(Data under study Opens)
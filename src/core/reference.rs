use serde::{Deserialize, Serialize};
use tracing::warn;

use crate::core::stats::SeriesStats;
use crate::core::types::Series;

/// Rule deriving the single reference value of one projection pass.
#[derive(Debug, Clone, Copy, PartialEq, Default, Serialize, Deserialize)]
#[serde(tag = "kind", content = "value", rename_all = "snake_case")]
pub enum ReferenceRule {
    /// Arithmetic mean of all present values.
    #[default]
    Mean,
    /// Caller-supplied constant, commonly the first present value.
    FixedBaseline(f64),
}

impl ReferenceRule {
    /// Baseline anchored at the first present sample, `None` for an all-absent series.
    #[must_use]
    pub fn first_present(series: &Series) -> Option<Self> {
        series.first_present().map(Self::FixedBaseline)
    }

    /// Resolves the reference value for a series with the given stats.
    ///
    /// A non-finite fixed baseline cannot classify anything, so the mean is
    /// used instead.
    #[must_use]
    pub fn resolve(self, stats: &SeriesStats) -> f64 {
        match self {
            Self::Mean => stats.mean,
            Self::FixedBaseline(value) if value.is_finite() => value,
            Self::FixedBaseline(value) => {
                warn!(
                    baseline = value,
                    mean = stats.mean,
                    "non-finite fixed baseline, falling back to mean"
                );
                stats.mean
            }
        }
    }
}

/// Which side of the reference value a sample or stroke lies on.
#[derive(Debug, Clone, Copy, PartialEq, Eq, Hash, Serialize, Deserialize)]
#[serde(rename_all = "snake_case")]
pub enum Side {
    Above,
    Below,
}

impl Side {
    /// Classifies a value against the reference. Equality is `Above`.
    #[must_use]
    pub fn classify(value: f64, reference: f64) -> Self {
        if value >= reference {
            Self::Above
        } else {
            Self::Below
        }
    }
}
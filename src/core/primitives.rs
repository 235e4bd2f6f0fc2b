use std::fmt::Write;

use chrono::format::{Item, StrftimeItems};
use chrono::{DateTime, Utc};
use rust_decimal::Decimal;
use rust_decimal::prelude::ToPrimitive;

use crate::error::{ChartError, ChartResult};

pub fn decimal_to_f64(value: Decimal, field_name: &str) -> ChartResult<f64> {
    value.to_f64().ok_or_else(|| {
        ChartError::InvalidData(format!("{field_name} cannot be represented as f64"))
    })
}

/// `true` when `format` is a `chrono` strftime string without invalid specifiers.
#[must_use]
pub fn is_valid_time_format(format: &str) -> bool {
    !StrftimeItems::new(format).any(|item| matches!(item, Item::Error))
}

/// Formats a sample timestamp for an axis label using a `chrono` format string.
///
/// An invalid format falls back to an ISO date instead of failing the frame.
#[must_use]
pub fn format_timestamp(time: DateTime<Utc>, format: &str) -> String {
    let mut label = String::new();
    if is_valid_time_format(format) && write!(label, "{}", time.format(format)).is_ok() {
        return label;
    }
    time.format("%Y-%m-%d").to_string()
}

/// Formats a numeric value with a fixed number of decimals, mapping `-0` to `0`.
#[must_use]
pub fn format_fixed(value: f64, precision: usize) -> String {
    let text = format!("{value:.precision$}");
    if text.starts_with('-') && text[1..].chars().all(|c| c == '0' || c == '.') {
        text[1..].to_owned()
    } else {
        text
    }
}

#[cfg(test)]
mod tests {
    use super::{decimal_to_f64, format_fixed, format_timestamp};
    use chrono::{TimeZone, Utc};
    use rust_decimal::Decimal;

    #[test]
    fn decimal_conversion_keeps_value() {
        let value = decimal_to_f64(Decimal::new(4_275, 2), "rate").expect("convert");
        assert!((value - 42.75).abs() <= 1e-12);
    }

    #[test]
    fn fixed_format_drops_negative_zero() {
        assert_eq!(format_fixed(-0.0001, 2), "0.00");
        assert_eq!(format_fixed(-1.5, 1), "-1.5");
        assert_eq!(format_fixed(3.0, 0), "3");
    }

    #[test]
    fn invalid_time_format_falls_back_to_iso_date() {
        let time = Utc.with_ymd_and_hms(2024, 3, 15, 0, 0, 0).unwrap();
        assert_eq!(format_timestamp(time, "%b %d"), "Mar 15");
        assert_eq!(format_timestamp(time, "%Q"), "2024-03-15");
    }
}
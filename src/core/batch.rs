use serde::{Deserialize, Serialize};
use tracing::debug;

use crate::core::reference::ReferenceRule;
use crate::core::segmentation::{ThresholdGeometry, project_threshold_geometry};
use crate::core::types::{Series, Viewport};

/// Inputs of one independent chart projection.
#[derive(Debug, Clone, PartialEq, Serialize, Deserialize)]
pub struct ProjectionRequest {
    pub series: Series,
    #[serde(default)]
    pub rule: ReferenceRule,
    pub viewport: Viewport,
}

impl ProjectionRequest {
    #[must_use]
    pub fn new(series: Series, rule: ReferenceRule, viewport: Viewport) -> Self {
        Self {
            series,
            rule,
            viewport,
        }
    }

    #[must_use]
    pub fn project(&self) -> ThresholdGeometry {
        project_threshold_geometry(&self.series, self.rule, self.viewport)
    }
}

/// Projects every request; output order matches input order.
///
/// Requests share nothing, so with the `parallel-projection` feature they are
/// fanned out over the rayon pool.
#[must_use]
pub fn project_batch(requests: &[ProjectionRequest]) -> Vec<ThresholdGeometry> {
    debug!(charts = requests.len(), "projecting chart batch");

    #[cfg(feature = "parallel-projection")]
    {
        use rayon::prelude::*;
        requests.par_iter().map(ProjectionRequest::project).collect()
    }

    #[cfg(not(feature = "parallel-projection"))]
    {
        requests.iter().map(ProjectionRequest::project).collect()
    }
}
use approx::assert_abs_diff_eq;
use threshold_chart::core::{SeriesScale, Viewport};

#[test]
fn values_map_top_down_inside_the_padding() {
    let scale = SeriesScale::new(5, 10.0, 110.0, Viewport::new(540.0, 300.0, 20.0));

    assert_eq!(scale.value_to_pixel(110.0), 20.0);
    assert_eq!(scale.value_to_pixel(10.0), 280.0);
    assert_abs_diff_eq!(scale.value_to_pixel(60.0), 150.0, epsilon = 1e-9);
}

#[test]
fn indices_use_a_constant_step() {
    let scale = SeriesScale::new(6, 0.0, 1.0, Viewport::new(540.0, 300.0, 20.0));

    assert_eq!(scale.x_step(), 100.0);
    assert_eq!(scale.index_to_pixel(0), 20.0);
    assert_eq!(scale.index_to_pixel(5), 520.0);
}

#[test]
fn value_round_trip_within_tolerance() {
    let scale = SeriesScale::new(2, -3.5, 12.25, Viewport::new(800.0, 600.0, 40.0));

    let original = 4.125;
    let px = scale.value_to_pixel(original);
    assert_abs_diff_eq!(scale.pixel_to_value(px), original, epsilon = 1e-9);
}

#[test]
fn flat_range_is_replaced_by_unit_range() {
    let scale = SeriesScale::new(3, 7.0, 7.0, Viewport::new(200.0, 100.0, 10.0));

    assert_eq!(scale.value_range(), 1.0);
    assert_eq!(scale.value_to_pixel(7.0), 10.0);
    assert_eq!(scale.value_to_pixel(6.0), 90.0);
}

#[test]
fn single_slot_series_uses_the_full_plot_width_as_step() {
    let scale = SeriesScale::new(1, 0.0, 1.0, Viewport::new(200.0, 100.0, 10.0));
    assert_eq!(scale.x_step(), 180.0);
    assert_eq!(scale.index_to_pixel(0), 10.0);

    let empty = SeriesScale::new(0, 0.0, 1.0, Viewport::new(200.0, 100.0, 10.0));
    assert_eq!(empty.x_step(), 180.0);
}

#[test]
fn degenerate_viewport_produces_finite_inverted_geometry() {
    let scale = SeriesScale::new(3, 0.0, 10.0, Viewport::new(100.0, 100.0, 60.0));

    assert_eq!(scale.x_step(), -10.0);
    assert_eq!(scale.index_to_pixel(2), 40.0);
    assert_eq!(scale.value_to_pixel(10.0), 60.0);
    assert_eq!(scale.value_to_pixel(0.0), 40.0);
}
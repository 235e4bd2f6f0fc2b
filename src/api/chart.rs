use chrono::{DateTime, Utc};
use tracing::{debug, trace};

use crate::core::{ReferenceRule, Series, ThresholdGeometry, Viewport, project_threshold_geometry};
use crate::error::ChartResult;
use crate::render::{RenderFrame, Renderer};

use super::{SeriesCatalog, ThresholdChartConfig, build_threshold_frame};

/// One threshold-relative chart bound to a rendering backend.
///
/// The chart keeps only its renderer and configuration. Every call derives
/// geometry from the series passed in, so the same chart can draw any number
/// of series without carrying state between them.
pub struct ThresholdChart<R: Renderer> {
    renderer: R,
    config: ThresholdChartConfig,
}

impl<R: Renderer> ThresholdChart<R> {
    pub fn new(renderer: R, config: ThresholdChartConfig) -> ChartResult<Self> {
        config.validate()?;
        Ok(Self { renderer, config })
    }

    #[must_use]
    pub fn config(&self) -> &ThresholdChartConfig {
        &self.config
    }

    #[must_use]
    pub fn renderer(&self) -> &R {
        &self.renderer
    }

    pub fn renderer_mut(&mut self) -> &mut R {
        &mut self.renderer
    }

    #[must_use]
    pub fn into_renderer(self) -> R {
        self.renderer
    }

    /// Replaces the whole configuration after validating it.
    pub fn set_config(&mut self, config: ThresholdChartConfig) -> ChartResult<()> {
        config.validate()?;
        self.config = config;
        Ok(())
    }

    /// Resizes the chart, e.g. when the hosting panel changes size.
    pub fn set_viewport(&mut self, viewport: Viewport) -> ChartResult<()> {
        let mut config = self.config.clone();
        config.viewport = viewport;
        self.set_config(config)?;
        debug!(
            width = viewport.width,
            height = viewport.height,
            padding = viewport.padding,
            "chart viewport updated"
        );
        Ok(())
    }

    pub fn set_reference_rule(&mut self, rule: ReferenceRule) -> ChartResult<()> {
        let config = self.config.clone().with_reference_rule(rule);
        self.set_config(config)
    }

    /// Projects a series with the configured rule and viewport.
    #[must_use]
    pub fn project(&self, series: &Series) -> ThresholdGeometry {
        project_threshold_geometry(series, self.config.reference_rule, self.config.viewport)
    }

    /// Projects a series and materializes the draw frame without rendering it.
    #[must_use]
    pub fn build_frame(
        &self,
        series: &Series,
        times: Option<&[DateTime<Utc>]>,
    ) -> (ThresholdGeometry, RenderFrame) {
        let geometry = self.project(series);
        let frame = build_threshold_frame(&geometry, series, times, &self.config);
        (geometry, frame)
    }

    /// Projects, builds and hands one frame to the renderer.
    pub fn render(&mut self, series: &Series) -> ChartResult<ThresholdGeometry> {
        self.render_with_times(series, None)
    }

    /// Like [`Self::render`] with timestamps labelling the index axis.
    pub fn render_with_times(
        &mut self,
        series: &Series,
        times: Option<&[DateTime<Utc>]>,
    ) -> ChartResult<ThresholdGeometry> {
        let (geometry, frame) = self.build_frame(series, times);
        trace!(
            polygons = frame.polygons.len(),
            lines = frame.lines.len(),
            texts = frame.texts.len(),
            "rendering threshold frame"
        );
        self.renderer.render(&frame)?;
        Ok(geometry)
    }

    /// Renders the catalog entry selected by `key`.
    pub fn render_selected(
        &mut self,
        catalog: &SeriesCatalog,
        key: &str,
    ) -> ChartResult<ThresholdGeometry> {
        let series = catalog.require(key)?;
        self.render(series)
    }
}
(Data under study Closes)
(Data under study Opens)
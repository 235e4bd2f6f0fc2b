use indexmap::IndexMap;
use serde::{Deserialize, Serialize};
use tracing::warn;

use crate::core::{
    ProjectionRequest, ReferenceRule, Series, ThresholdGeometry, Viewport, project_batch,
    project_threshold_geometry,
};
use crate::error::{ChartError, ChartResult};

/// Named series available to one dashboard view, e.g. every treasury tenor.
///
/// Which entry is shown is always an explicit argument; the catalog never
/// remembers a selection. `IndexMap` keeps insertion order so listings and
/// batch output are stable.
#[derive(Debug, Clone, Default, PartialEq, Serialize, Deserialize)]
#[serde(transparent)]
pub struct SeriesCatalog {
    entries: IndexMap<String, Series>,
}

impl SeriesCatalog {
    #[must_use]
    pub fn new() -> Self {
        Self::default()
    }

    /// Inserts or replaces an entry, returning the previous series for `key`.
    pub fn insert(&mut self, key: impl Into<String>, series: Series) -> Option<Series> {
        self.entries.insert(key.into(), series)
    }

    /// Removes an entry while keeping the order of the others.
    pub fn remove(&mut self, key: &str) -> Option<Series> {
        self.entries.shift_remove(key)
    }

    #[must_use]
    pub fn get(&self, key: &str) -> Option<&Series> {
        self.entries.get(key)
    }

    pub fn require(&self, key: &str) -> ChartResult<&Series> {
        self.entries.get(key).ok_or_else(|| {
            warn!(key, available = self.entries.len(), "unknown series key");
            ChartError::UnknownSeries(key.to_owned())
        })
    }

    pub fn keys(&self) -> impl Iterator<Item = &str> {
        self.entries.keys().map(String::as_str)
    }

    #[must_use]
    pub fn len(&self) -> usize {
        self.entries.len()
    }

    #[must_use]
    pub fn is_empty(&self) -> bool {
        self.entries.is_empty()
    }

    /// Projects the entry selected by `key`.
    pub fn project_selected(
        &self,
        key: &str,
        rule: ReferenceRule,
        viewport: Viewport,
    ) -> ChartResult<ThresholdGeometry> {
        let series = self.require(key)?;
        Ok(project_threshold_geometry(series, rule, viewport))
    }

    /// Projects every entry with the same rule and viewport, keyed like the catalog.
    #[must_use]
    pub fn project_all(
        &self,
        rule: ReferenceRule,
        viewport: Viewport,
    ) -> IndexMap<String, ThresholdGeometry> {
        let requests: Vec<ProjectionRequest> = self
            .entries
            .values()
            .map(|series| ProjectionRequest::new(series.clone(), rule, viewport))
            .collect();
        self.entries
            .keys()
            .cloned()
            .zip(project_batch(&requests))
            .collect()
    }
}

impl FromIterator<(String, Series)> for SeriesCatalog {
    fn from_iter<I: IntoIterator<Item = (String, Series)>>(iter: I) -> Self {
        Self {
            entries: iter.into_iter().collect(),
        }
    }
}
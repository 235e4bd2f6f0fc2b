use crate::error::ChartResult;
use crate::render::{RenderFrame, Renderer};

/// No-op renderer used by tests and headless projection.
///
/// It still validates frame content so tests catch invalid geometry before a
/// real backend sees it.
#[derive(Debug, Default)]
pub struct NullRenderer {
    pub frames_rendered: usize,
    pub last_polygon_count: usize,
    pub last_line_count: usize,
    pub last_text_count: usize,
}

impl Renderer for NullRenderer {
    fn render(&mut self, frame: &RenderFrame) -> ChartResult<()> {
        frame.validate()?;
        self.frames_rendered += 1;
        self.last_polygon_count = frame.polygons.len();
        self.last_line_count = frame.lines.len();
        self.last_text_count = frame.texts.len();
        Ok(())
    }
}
(Data under study Closes)
(Data under study Opens)
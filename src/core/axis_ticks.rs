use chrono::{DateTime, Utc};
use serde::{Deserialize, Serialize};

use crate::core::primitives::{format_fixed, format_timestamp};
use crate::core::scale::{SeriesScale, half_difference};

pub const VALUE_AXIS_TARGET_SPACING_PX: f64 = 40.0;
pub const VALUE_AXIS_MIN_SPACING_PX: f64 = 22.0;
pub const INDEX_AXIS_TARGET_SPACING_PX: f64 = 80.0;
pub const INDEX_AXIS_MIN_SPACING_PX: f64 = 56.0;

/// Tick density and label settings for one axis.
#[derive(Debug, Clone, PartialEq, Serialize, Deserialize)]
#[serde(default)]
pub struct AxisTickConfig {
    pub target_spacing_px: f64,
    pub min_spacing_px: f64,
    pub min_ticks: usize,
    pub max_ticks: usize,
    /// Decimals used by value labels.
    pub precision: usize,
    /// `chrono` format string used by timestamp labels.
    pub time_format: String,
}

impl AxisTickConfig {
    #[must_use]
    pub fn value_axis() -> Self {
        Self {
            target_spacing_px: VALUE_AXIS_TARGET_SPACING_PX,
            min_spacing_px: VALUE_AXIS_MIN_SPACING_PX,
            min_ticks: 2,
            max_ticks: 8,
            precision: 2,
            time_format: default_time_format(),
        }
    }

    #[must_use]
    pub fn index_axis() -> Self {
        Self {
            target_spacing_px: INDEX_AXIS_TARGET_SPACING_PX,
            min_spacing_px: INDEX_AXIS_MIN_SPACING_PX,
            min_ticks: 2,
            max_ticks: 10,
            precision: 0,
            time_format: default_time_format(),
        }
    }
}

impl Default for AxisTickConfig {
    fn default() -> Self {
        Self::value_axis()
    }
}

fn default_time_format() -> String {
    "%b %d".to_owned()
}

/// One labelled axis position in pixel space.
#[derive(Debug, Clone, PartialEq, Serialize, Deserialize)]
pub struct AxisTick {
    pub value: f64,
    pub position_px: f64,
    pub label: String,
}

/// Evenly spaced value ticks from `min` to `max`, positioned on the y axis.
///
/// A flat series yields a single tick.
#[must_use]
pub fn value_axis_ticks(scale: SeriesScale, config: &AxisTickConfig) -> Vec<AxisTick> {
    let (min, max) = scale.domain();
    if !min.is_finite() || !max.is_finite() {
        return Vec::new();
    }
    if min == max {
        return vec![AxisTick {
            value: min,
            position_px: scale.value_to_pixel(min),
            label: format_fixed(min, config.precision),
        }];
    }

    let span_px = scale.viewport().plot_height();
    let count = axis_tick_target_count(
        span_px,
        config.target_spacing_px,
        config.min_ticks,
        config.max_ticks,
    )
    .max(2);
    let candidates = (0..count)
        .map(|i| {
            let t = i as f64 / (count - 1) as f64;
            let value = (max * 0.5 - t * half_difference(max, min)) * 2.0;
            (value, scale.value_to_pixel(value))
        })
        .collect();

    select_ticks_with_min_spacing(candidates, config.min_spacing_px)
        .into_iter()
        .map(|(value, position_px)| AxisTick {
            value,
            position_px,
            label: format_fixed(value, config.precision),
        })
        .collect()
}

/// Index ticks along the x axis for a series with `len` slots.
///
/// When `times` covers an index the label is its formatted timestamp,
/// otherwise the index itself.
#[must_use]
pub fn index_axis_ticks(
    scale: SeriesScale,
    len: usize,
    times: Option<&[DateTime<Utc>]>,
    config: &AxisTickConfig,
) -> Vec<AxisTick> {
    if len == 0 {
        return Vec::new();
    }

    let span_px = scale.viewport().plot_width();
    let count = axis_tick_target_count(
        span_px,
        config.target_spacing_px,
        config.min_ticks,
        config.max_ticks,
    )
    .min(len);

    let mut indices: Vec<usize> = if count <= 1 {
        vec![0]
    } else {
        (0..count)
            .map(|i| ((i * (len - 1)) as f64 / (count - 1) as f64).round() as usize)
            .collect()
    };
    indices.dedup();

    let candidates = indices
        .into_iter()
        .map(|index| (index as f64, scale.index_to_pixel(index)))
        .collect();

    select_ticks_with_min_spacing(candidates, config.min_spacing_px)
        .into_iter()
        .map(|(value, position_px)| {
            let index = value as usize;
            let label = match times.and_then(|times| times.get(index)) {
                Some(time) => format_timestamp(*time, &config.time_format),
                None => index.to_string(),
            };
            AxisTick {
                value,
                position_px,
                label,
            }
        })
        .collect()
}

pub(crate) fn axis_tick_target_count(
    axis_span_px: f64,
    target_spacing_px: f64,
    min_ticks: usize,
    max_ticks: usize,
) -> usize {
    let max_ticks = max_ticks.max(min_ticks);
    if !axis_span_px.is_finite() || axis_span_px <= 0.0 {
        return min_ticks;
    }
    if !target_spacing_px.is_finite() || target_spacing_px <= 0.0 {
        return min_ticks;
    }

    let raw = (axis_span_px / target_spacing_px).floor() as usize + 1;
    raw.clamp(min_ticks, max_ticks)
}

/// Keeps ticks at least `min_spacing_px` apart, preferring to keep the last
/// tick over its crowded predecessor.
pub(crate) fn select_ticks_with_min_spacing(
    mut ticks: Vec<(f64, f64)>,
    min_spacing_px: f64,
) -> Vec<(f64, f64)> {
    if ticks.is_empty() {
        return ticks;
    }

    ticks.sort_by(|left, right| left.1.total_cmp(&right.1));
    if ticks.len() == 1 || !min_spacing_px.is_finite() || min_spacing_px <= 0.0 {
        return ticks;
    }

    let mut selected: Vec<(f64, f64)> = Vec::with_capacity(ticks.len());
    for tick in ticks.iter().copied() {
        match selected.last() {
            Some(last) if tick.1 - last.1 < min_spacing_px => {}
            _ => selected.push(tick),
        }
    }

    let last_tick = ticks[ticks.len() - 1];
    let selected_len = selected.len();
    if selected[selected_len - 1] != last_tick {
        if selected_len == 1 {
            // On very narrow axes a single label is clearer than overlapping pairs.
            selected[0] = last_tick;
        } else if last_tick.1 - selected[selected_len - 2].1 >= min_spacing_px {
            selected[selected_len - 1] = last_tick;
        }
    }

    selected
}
(Data under study Closes)
**How to complete this task**
Copy out only the lines of the records above from the one with "filename src/core/reference.rs" through the one with "the mean is", exactly as they stand, both included.

**Exercise response**
filename src/core/reference.rs
use serde::{Deserialize, Serialize};
use tracing::warn;

use crate::core::stats::SeriesStats;
use crate::core::types::Series;

/// Rule deriving the single reference value of one projection pass.
#[derive(Debug, Clone, Copy, PartialEq, Default, Serialize, Deserialize)]
#[serde(tag = "kind", content = "value", rename_all = "snake_case")]
pub enum ReferenceRule {
    /// Arithmetic mean of all present values.
    #[default]
    Mean,
    /// Caller-supplied constant, commonly the first present value.
    FixedBaseline(f64),
}

impl ReferenceRule {
    /// Baseline anchored at the first present sample, `None` for an all-absent series.
    #[must_use]
    pub fn first_present(series: &Series) -> Option<Self> {
        series.first_present().map(Self::FixedBaseline)
    }

    /// Resolves the reference value for a series with the given stats.
    ///
    /// A non-finite fixed baseline cannot classify anything, so the mean is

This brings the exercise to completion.